“His music is shot through with visionary gleams: in Dies Natalis, the sultry gold of ‘the corn was orient and immortal wheat’ or the bated breath of ‘everything was at rest, free and immortal’… Not loud or commanding, Finzi’s voice is lyrical, candid, and fastidious. No one else has quite his shades of shy rapture or melancholy, characteristic radiance.”
[Gerald Finzi: His Life & Music by Diana McVeagh]
________________________
I was driving and listening to the classical radio station when the host announced she was about to play something incredibly beautiful, something she will always remember the very place and moment when she first heard it. ‘Eclogue for piano and strings’ carried me along the highway with a poignant swell of deepest feeling that would eventually lead me on journey to discover the further haunting work of this remarkable composer. Much later when I introduced his work to a friend, she responded, “Anyone would have to be crazy not to love this man’s music’.
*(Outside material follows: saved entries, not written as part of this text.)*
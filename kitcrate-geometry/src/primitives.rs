//! Parametric box, cylinder and sphere meshes
//!
//! Vertex layout and face grouping follow the usual three.js conventions so
//! panel textures land on the same faces. Texture coordinates are in image
//! orientation: `v = 0` is the top row of the texture.

use std::f32::consts::PI;

use kitcrate_core::{Error, Point3f, Result, TriangleMesh, Vector3f};

/// Box face order: +x, -x, +y, -y, +z, -z.
///
/// Each entry is (outward normal, direction of increasing u, direction of
/// increasing v) seen from outside the box.
const BOX_FACES: [([f32; 3], [f32; 3], [f32; 3]); 6] = [
    ([1.0, 0.0, 0.0], [0.0, 0.0, -1.0], [0.0, -1.0, 0.0]),
    ([-1.0, 0.0, 0.0], [0.0, 0.0, 1.0], [0.0, -1.0, 0.0]),
    ([0.0, 1.0, 0.0], [1.0, 0.0, 0.0], [0.0, 0.0, 1.0]),
    ([0.0, -1.0, 0.0], [1.0, 0.0, 0.0], [0.0, 0.0, -1.0]),
    ([0.0, 0.0, 1.0], [1.0, 0.0, 0.0], [0.0, -1.0, 0.0]),
    ([0.0, 0.0, -1.0], [-1.0, 0.0, 0.0], [0.0, -1.0, 0.0]),
];

fn check_positive(name: &str, value: f32) -> Result<()> {
    if value > 0.0 && value.is_finite() {
        Ok(())
    } else {
        Err(Error::InvalidData(format!("{} must be positive, got {}", name, value)))
    }
}

fn check_segments(name: &str, value: usize, min: usize) -> Result<()> {
    if value >= min {
        Ok(())
    } else {
        Err(Error::InvalidData(format!("{} must be at least {}, got {}", name, min, value)))
    }
}

#[derive(Default)]
struct MeshBuilder {
    vertices: Vec<Point3f>,
    normals: Vec<Vector3f>,
    uvs: Vec<[f32; 2]>,
    faces: Vec<[usize; 3]>,
}

impl MeshBuilder {
    fn push_vertex(&mut self, position: Point3f, normal: Vector3f, uv: [f32; 2]) -> usize {
        self.vertices.push(position);
        self.normals.push(normal);
        self.uvs.push(uv);
        self.vertices.len() - 1
    }

    fn finish(self) -> TriangleMesh {
        let mut mesh = TriangleMesh::from_vertices_and_faces(self.vertices, self.faces);
        mesh.set_normals(self.normals);
        mesh.set_uvs(self.uvs);
        mesh
    }
}

/// Axis-aligned box centered on the origin with one face group per side
///
/// Faces are grouped in the order +x, -x, +y, -y, +z, -z, group `i` using
/// material slot `i`. Each face carries the full texture.
pub fn box_mesh(width: f32, height: f32, depth: f32) -> Result<TriangleMesh> {
    check_positive("width", width)?;
    check_positive("height", height)?;
    check_positive("depth", depth)?;

    let half = Vector3f::new(width / 2.0, height / 2.0, depth / 2.0);
    let mut builder = MeshBuilder::default();
    let mut groups = Vec::with_capacity(BOX_FACES.len());

    for (slot, (normal, u_axis, v_axis)) in BOX_FACES.iter().enumerate() {
        let normal = Vector3f::from(*normal);
        let u_axis = Vector3f::from(*u_axis).component_mul(&half);
        let v_axis = Vector3f::from(*v_axis).component_mul(&half);
        let center = normal.component_mul(&half);

        let corner = |u: f32, v: f32| Point3f::from(center + u_axis * (2.0 * u - 1.0) + v_axis * (2.0 * v - 1.0));

        let a = builder.push_vertex(corner(0.0, 0.0), normal, [0.0, 0.0]);
        let b = builder.push_vertex(corner(1.0, 0.0), normal, [1.0, 0.0]);
        let c = builder.push_vertex(corner(1.0, 1.0), normal, [1.0, 1.0]);
        let d = builder.push_vertex(corner(0.0, 1.0), normal, [0.0, 1.0]);

        let start = builder.faces.len();
        builder.faces.push([a, d, c]);
        builder.faces.push([a, c, b]);
        groups.push((start, 2, slot));
    }

    let mut mesh = builder.finish();
    for (start, count, slot) in groups {
        mesh.add_group(start, count, slot);
    }
    Ok(mesh)
}

/// Capped cylinder (or truncated cone) along Y, centered on the origin
pub fn cylinder_mesh(radius_top: f32, radius_bottom: f32, height: f32, radial_segments: usize) -> Result<TriangleMesh> {
    check_positive("radius_top", radius_top)?;
    check_positive("radius_bottom", radius_bottom)?;
    check_positive("height", height)?;
    check_segments("radial_segments", radial_segments, 3)?;

    let mut builder = MeshBuilder::default();
    let half_height = height / 2.0;
    let slope = (radius_bottom - radius_top) / height;

    // Side: two rings with a duplicated seam column
    let mut rings = [Vec::new(), Vec::new()];
    for (row, ring) in rings.iter_mut().enumerate() {
        let v = row as f32;
        let radius = v * (radius_bottom - radius_top) + radius_top;
        for column in 0..=radial_segments {
            let u = column as f32 / radial_segments as f32;
            let theta = u * 2.0 * PI;
            let (sin, cos) = theta.sin_cos();
            let position = Point3f::new(radius * sin, half_height - v * height, radius * cos);
            let normal = Vector3f::new(sin, slope, cos).normalize();
            ring.push(builder.push_vertex(position, normal, [u, v]));
        }
    }
    for column in 0..radial_segments {
        let a = rings[0][column];
        let b = rings[1][column];
        let c = rings[1][column + 1];
        let d = rings[0][column + 1];
        builder.faces.push([a, b, d]);
        builder.faces.push([b, c, d]);
    }

    // Caps: fan around a center vertex per segment
    for (top, radius, y) in [(true, radius_top, half_height), (false, radius_bottom, -half_height)] {
        let sign = if top { 1.0 } else { -1.0 };
        let normal = Vector3f::new(0.0, sign, 0.0);

        let centers: Vec<usize> = (0..radial_segments)
            .map(|_| builder.push_vertex(Point3f::new(0.0, y, 0.0), normal, [0.5, 0.5]))
            .collect();
        let ring: Vec<usize> = (0..=radial_segments)
            .map(|column| {
                let theta = column as f32 / radial_segments as f32 * 2.0 * PI;
                let (sin, cos) = theta.sin_cos();
                let uv = [sin * 0.5 + 0.5, 0.5 - cos * 0.5 * sign];
                builder.push_vertex(Point3f::new(radius * sin, y, radius * cos), normal, uv)
            })
            .collect();

        for column in 0..radial_segments {
            let center = centers[column];
            if top {
                builder.faces.push([center, ring[column], ring[column + 1]]);
            } else {
                builder.faces.push([center, ring[column + 1], ring[column]]);
            }
        }
    }

    Ok(builder.finish())
}

/// UV sphere centered on the origin
pub fn sphere_mesh(radius: f32, width_segments: usize, height_segments: usize) -> Result<TriangleMesh> {
    check_positive("radius", radius)?;
    check_segments("width_segments", width_segments, 3)?;
    check_segments("height_segments", height_segments, 2)?;

    let mut builder = MeshBuilder::default();
    let mut grid = Vec::with_capacity(height_segments + 1);

    for iy in 0..=height_segments {
        let v = iy as f32 / height_segments as f32;
        let row: Vec<usize> = (0..=width_segments)
            .map(|ix| {
                let u = ix as f32 / width_segments as f32;
                let (sin_phi, cos_phi) = (u * 2.0 * PI).sin_cos();
                let (sin_theta, cos_theta) = (v * PI).sin_cos();
                let normal = Vector3f::new(-cos_phi * sin_theta, cos_theta, sin_phi * sin_theta);
                builder.push_vertex(Point3f::from(normal * radius), normal, [u, v])
            })
            .collect();
        grid.push(row);
    }

    for iy in 0..height_segments {
        for ix in 0..width_segments {
            let a = grid[iy][ix + 1];
            let b = grid[iy][ix];
            let c = grid[iy + 1][ix];
            let d = grid[iy + 1][ix + 1];
            // Pole rows collapse to triangles
            if iy != 0 {
                builder.faces.push([a, b, d]);
            }
            if iy != height_segments - 1 {
                builder.faces.push([b, c, d]);
            }
        }
    }

    Ok(builder.finish())
}

#[cfg(test)]
mod tests {
    use super::*;
    use approx::assert_relative_eq;

    /// Every face's winding must agree with its vertex normals
    fn assert_outward(mesh: &TriangleMesh) {
        let normals = mesh.normals.as_ref().unwrap();
        for (face, face_normal) in mesh.faces.iter().zip(mesh.calculate_face_normals()) {
            let vertex_normal = normals[face[0]] + normals[face[1]] + normals[face[2]];
            assert!(face_normal.dot(&vertex_normal) > 0.0, "face {:?} winds inward", face);
        }
    }

    #[test]
    fn test_box_layout() {
        let mesh = box_mesh(2.0, 2.5, 0.3).unwrap();
        assert_eq!(mesh.vertex_count(), 24);
        assert_eq!(mesh.face_count(), 12);
        assert_eq!(mesh.groups.len(), 6);
        assert_eq!(mesh.material_slot_count(), 6);
        for (i, group) in mesh.groups.iter().enumerate() {
            assert_eq!(group.start, i * 2);
            assert_eq!(group.count, 2);
            assert_eq!(group.material_index, i);
        }

        let (min, max) = mesh.bounding_box();
        assert_relative_eq!(min, Point3f::new(-1.0, -1.25, -0.15));
        assert_relative_eq!(max, Point3f::new(1.0, 1.25, 0.15));
        assert_outward(&mesh);
    }

    #[test]
    fn test_box_front_face_reads_upright() {
        let mesh = box_mesh(2.0, 2.0, 2.0).unwrap();
        let uvs = mesh.uvs.as_ref().unwrap();
        // Group 4 is +z; its first vertex is the top-left corner seen from the front
        let first = mesh.faces[mesh.groups[4].start][0];
        assert_relative_eq!(mesh.vertices[first], Point3f::new(-1.0, 1.0, 1.0));
        assert_eq!(uvs[first], [0.0, 0.0]);

        // The back face mirrors x so text reads left to right from behind
        let first = mesh.faces[mesh.groups[5].start][0];
        assert_relative_eq!(mesh.vertices[first], Point3f::new(1.0, 1.0, -1.0));
    }

    #[test]
    fn test_cylinder_counts_and_extent() {
        let mesh = cylinder_mesh(0.25, 0.22, 1.2, 16).unwrap();
        // Side 2 x 17, caps 2 x (16 + 17)
        assert_eq!(mesh.vertex_count(), 34 + 66);
        assert_eq!(mesh.face_count(), 32 + 32);

        let (min, max) = mesh.bounding_box();
        assert_relative_eq!(min.y, -0.6, epsilon = 1e-5);
        assert_relative_eq!(max.y, 0.6, epsilon = 1e-5);
        assert!(max.x <= 0.25 + 1e-5);
        assert_outward(&mesh);
    }

    #[test]
    fn test_sphere_counts() {
        let mesh = sphere_mesh(0.4, 32, 32).unwrap();
        assert_eq!(mesh.vertex_count(), 33 * 33);
        assert_eq!(mesh.face_count(), 32 * 32 * 2 - 64);
        for v in &mesh.vertices {
            assert_relative_eq!(v.coords.norm(), 0.4, epsilon = 1e-5);
        }
        assert_outward(&mesh);
    }

    #[test]
    fn test_invalid_parameters() {
        assert!(box_mesh(0.0, 1.0, 1.0).is_err());
        assert!(cylinder_mesh(1.0, 1.0, 1.0, 2).is_err());
        assert!(sphere_mesh(-1.0, 8, 8).is_err());
        assert!(sphere_mesh(1.0, 8, 1).is_err());
    }
}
These are two sampler discs of my own compilations. I have gathered everything I could, listened to version after version. Most special is Dies Natalils. Inspired by words of the short lived, practically unknown (Finzi was always the advocate of the underdog) metaphyicical poet Thomas Traherne. The orchestra is conducted by Christopher Finzi and the tenor is Wilfred Brown. Listen to how it is sung: so succinct to a point of piercing clarity and full of true passion and complete understanding of the words. This is a child looking at the world for the first time:
“From dust I rise
And out of nothing now awake;
These brighter regions which salute mine Eyes
A gift from God I take:
The earth, the seas, the lofty skies,
The sun and stars are mine; if these I prize.”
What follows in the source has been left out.